INTERVIEWS come in many ways.  Some regard it as a battle — others call it a theater piece, even as a delightful minuet. But the disdain shown for what is called “showbiz interviewing” which tends to elicit mere entertainment, not information, is a contempt shown, however, only by those who clearly would be considered as “news people.”

The license to ask virtually anybody in the world is a great opportunity as it gives one the chance to let the subject come in.  That moment is available to you to inquire about the whole universe of a person’s life: their pains and sufferings, their joy and struggle.  You can learn from it and take with you their doings, loves, poems, goals, music, meetings, films, millions, and misfortunes. Their popularity is so vast, so glamorous, that it can exasperate and suffocate us.

The power of the interviewer staggers the mind.  It is a breathtaking way they get to walk into peoples’ lives, and ask them anything they want.  If the interviewer had his way, he would sit with them for hours just so they can bare their souls.  The interviewers are surrogates who think and listen for us, and ask the questions people might ask if they were on the spot.

What makes a really good interview and what kind of person makes an excellent interviewer?

I have spent fifty percent of my professional life asking questions.  I’ve also learned to shift gears with the subject’s response, or that a good serve in tennis does not ensure that the ball will come back where it is expected, and you have no idea how our expertly prepared questions will be answered.

Interviewers have different goals, different time limits, different settings and unique personalities, just as our subjects.  Nobody is a snapshot. We are all complicated people.  But while journalists are free to ask the question in the way they like, politeness and civility always worked better than hostility and prosecution.  And in their headiest topics, they get the truth through their interviewing. But when is that truth liquid, and when is it solid?

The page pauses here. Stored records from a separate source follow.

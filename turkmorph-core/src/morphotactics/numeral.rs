//! Numeral grammar: spelled-out cardinals and ordinals plus digit strings

use super::graph::{form, GraphModule, RootDispatch, RootMatcher, StateType, SuffixGraphBuilder};
use crate::error::Result;
use crate::lexicon::{PrimaryPos, SecondaryPos};

/// Cardinal, ordinal and digit roots, converging on the adjective root
#[derive(Debug, Clone, Copy, Default)]
pub struct NumeralModule;

impl GraphModule for NumeralModule {
    fn name(&self) -> &'static str {
        "numeral"
    }

    fn register(&self, b: &mut SuffixGraphBuilder) -> Result<RootDispatch> {
        let cardinal = b.register_state("NUMERAL_CARDINAL_ROOT", StateType::Transfer, PrimaryPos::Numeral)?;
        b.register_state("NUMERAL_CARDINAL_DERIV", StateType::Derivational, PrimaryPos::Numeral)?;
        let digits = b.register_state(
            "NUMERAL_DIGIT_CARDINAL_ROOT",
            StateType::Transfer,
            PrimaryPos::Numeral,
        )?;
        let ordinal = b.register_state("NUMERAL_ORDINAL_ROOT", StateType::Transfer, PrimaryPos::Numeral)?;
        b.register_state("NUMERAL_ORDINAL_DERIV", StateType::Derivational, PrimaryPos::Numeral)?;

        b.register_suffix("NumbersOf", "NumbersOf")?;
        b.register_suffix("OfUnit_Number", "OfUnit")?;
        b.register_suffix("Apos_Digit", "Apos")?;

        b.free_transition(
            "Numeral_Free_Transition_1",
            "NUMERAL_CARDINAL_ROOT",
            "NUMERAL_CARDINAL_DERIV",
        )?;
        b.free_transition(
            "Numeral_Free_Transition_2",
            "NUMERAL_ORDINAL_ROOT",
            "NUMERAL_ORDINAL_DERIV",
        )?;
        b.free_transition(
            "Digits_Free_Transition_1",
            "NUMERAL_DIGIT_CARDINAL_ROOT",
            "NUMERAL_CARDINAL_DERIV",
        )?;
        b.zero_transition("Numeral_Zero_Transition_1", "NUMERAL_CARDINAL_DERIV", "ADJECTIVE_ROOT")?;
        b.zero_transition("Numeral_Zero_Transition_2", "NUMERAL_ORDINAL_DERIV", "ADJECTIVE_ROOT")?;

        // "üçlerce", "beşlik"
        b.connect("NUMERAL_CARDINAL_DERIV", "NumbersOf", "ADJECTIVE_ROOT", [form("lArcA")])?;
        b.connect("NUMERAL_CARDINAL_DERIV", "OfUnit_Number", "ADJECTIVE_ROOT", [form("lIk")])?;
        // "3'"
        b.connect(
            "NUMERAL_DIGIT_CARDINAL_ROOT",
            "Apos_Digit",
            "NUMERAL_CARDINAL_DERIV",
            [form("'")],
        )?;

        let numeral = |secondary| RootMatcher::PosWithSecondary(PrimaryPos::Numeral, secondary);
        Ok(RootDispatch::new()
            .route(numeral(SecondaryPos::DigitsCardinal), digits)
            .route(numeral(SecondaryPos::DigitsOrdinal), digits)
            .route(numeral(SecondaryPos::Range), digits)
            .route(numeral(SecondaryPos::Cardinal), cardinal)
            .route(numeral(SecondaryPos::Ordinal), ordinal))
    }
}

#[cfg(test)]
mod tests {
    use super::*;
    use crate::lexicon::{Lexeme, Root};
    use crate::morphotactics::{BasicModule, SuffixGraph};
    use crate::phonetics::{PhoneticAttributes, PhoneticExpectations};
    use std::sync::Arc;

    fn numeral(surface: &str, secondary: SecondaryPos) -> Root {
        Root::new(
            surface,
            Arc::new(Lexeme::new(surface, surface, PrimaryPos::Numeral, Some(secondary))),
            PhoneticAttributes::empty(),
            PhoneticExpectations::empty(),
        )
    }

    #[test]
    fn test_requires_basic_module() {
        assert!(SuffixGraph::new(&[&NumeralModule]).is_err());
    }

    #[test]
    fn test_dispatch_by_secondary_pos() {
        let graph = SuffixGraph::new(&[&BasicModule, &NumeralModule]).unwrap();
        let state_of = |root: &Root| {
            graph
                .default_state_for_root(root)
                .map(|id| graph.state(id).name.clone())
        };
        assert_eq!(
            state_of(&numeral("3", SecondaryPos::DigitsCardinal)).as_deref(),
            Some("NUMERAL_DIGIT_CARDINAL_ROOT")
        );
        assert_eq!(
            state_of(&numeral("üç", SecondaryPos::Cardinal)).as_deref(),
            Some("NUMERAL_CARDINAL_ROOT")
        );
        assert_eq!(
            state_of(&numeral("üçüncü", SecondaryPos::Ordinal)).as_deref(),
            Some("NUMERAL_ORDINAL_ROOT")
        );
        assert_eq!(state_of(&numeral("%3", SecondaryPos::Percentage)), None);
    }
}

In my earlier years as a novice crime reporter, a police general whom I greatly admired and revered, gave me a tape recorder and made me believe I could write police stories. That tape became my Excalibur through the years of interviewing.  However, rather than an interview, they are conversations recorded on tape, then transferred into written dialogues — actually monologues provoked by my questions and opinion.

With the presence of a microphone, knowing it was there, like feeling spied or judged, it was not uncommon for my interviewees to grow pale, red or mutter haltingly or simply fall silent.  Sometimes they jumped around, especially when asked open-ended questions. I have always thought that letting people talk and faithfully reporting what they might say contribute to written profiles.  But the subject would down the microphone in a chaos of words. 

After a taped interview comes the worst moment when I would listen to silences and torrents of talk, for me to transpose into conversation, profiles. Thus for the sake of clarity, we find it necessary to put more order into the answers we receive, but not to destroy the beauty and color of the language.

I like dramatic questions and responses, written eloquently and colorfully.  Listening to someone talk isn’t at all like listening to the words played on a machine.  At times a flashing glance or a movement of the hands will make the blandest remark acceptable, just as a disagreeable nose. A humble attitude can, at times, distract from the value of the richest remark.  Reported remarks are not enough to give an idea of who is speaking, the shape of his features, the gestures they make…the complete profile.

Some of the characters I’ve interviewed are my friends, or almost friends or possible friends. Possible enemies are those who condemn for not having the good sense to censor the remarks they did not have the good sense to refrain from making.  The loud protest of betrayal could be deafening, but it’s cleansing if you’re brave enough to write it.

Now, in my twilight years, I’ve always realized that I haven’t said everything about them, but now I will. I’ve decided to be fearless with a conscience as clear as a baby.  I will no longer be keeping anything back.  Now, I feel as if a weight has been lifted from my heart — I feel fresh and clean, ready to fly up to paradise  — in the event that one of them challenges me to a duel and is quicker on the draw than I am.